A century ago–notwithstanding we had never been altogether without female attempts, and those occasionally successful–it was still thought wonderful in England that a woman should versify; her poems were ushered into the world under the patronage of the great, and prefaced by the praise of the learned; she acquired fame equal to her wishes; and it perished with her. The females of our own age claim a more just and durable celebrity. Miss Seward, Mrs. Barbauld, Charlotte Smith, will take their place among the English poets for centuries to come. Mrs. Opie’s talents are already known to the public. Her contributions to the Annual Anthology have been generally selected for commendation; and her ‘Father and Daughter’ has been deservedly praised as a novel.
The productions of this lady are always in a melancholy strain, and therefore more effectually convey their moral import. What follows will not be read without emotions.
[quotes “The Dying Daughter to her Mother”]
‘The Maid of Corinth to her Lover.’ This is the longest poem in the volume: the story is well known.
[quotes from “Yes–I beheld thee … I saw the outline still unchang’d remain”]
This epistle is extended to too great a length; the prophecy of the progress of painting, and the vision, might have been well omitted.

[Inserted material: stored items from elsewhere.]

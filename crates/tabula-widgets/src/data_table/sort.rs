//! Three-state column sorting.

use std::cmp::Ordering;

use crate::collate::locale_cmp;
use crate::value::{field_or_null, Record, Value};

/// Direction of the active sort.
#[derive(Debug, Clone, Copy, Default, PartialEq, Eq)]
pub enum SortDirection {
    Ascending,
    Descending,
    /// Rows keep their input order.
    #[default]
    None,
}

impl SortDirection {
    /// none -> ascending -> descending -> none
    pub fn next(self) -> Self {
        match self {
            SortDirection::None => SortDirection::Ascending,
            SortDirection::Ascending => SortDirection::Descending,
            SortDirection::Descending => SortDirection::None,
        }
    }
}

/// Which column is sorted, and how. At most one column is active.
#[derive(Debug, Clone, Default, PartialEq, Eq)]
pub struct SortState {
    /// Key of the active column; `None` whenever `direction` is `None`.
    pub column: Option<String>,
    pub direction: SortDirection,
}

impl SortState {
    pub fn is_active(&self) -> bool {
        self.column.is_some() && self.direction != SortDirection::None
    }

    /// Direction applied to column `key` (`None` unless it is the active one).
    pub fn direction_of(&self, key: &str) -> SortDirection {
        match self.column.as_deref() {
            Some(active) if active == key => self.direction,
            _ => SortDirection::None,
        }
    }

    /// Advance the cycle for column `key`. Activating a different column
    /// starts that column at ascending.
    pub fn cycle(&mut self, key: &str) {
        let next = self.direction_of(key).next();
        if next == SortDirection::None {
            *self = SortState::default();
        } else {
            self.column = Some(key.to_string());
            self.direction = next;
        }
    }
}

/// Ascending comparison of two non-null values.
///
/// Two numbers compare numerically (an incomparable pair such as NaN counts
/// as equal), two strings compare in dictionary order, and any other pair is
/// compared as the strings they display as.
pub fn compare_values(a: &Value, b: &Value) -> Ordering {
    match (a, b) {
        (Value::Int(x), Value::Int(y)) => x.cmp(y),
        (Value::Text(x), Value::Text(y)) => locale_cmp(x, y),
        _ => match (a.as_f64(), b.as_f64()) {
            (Some(x), Some(y)) => x.partial_cmp(&y).unwrap_or(Ordering::Equal),
            _ => locale_cmp(&a.to_string(), &b.to_string()),
        },
    }
}

/// Display order of `records` sorted by attribute `field`.
///
/// Returns indices into `records`. The sort is stable, and null or missing
/// values go last in both directions. [`SortDirection::None`] returns the
/// identity order.
pub fn sorted_order<R: Record>(records: &[R], field: &str, direction: SortDirection) -> Vec<usize> {
    let mut order: Vec<usize> = (0..records.len()).collect();
    if direction == SortDirection::None {
        return order;
    }

    let keys: Vec<Value> = records.iter().map(|r| field_or_null(r, field)).collect();
    order.sort_by(|&i, &j| match (keys[i].is_null(), keys[j].is_null()) {
        (true, true) => Ordering::Equal,
        (true, false) => Ordering::Greater,
        (false, true) => Ordering::Less,
        (false, false) => {
            let ord = compare_values(&keys[i], &keys[j]);
            match direction {
                SortDirection::Descending => ord.reverse(),
                _ => ord,
            }
        }
    });
    order
}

‘The Negro Boy’s Tale’ is told in the broken language of the slaves; peculiarities of this kind always excite the reader’s attention; but when the language is thus dramatically preserved, the thoughts also should be in character. Zambo is too poetical.
[quotes from “Missa, dey say dat our black skin … De milk vidin be Zambo’s heart”]
Many other pieces in this volume are alike excellent in their design. ‘The Address of a Felon to his Child,’ ‘Fatherless Fanny,’ ‘The Orphan Boy’s Tale,’ ‘Lines to the Society for the Relief of Persons confined for small Debts’–all these deserve to be mentioned with praise for the feeling as well as for the genius they discover.
There are some defects in the versification of the following poem, which is perhaps the most beautiful in the collection:
[quotes “The Virgin’s first Love”]
th’ effect is too harsh an elision: it would be unpleasant in any metre, and is particularly so in the anapæstic.
The songs are mostly upon the subject common to all songs; but they are not of common-place merit. Perhaps no language is so destitute of even tolerable songs as our own. The vilest rhymes that a Vauxhall verse-monger can string together become fashionable, and are committed to memory by half our women, if the composer have succeeded in his part. Music was once the secondary art, and became of consequence only when ‘married to immortal verse’–now verse is become the mere vehicle of sound; the nonsense of the nursery is set to music, and is not more nonsensical than the volumes full of love songs that load the harpsichord. Are we become more sensual and less intellectual? ‘Feare not,’ said Fletcher of Saltoun, “who makes the laws of a country, so I might make the ballads.’ But Fletcher was a Scotchman. Were we to arrange nations in the scale of intellect by the merit of their popular songs (and the test at first sight appears a fair one) Scotland would rank highest, and England last.
In ‘Fatherless Fanny,’ and other pieces of the same class, there is a want of dramatic truth. Their characters speak with a refinement of feeling which cannot belong to them. Liberty of this kind is granted to poets; but this liberty too often becomes licence–poets and peers confess themselves guilty when they plead privilege in their defence. On the whole, we have derived considerable pleasure from this little volume.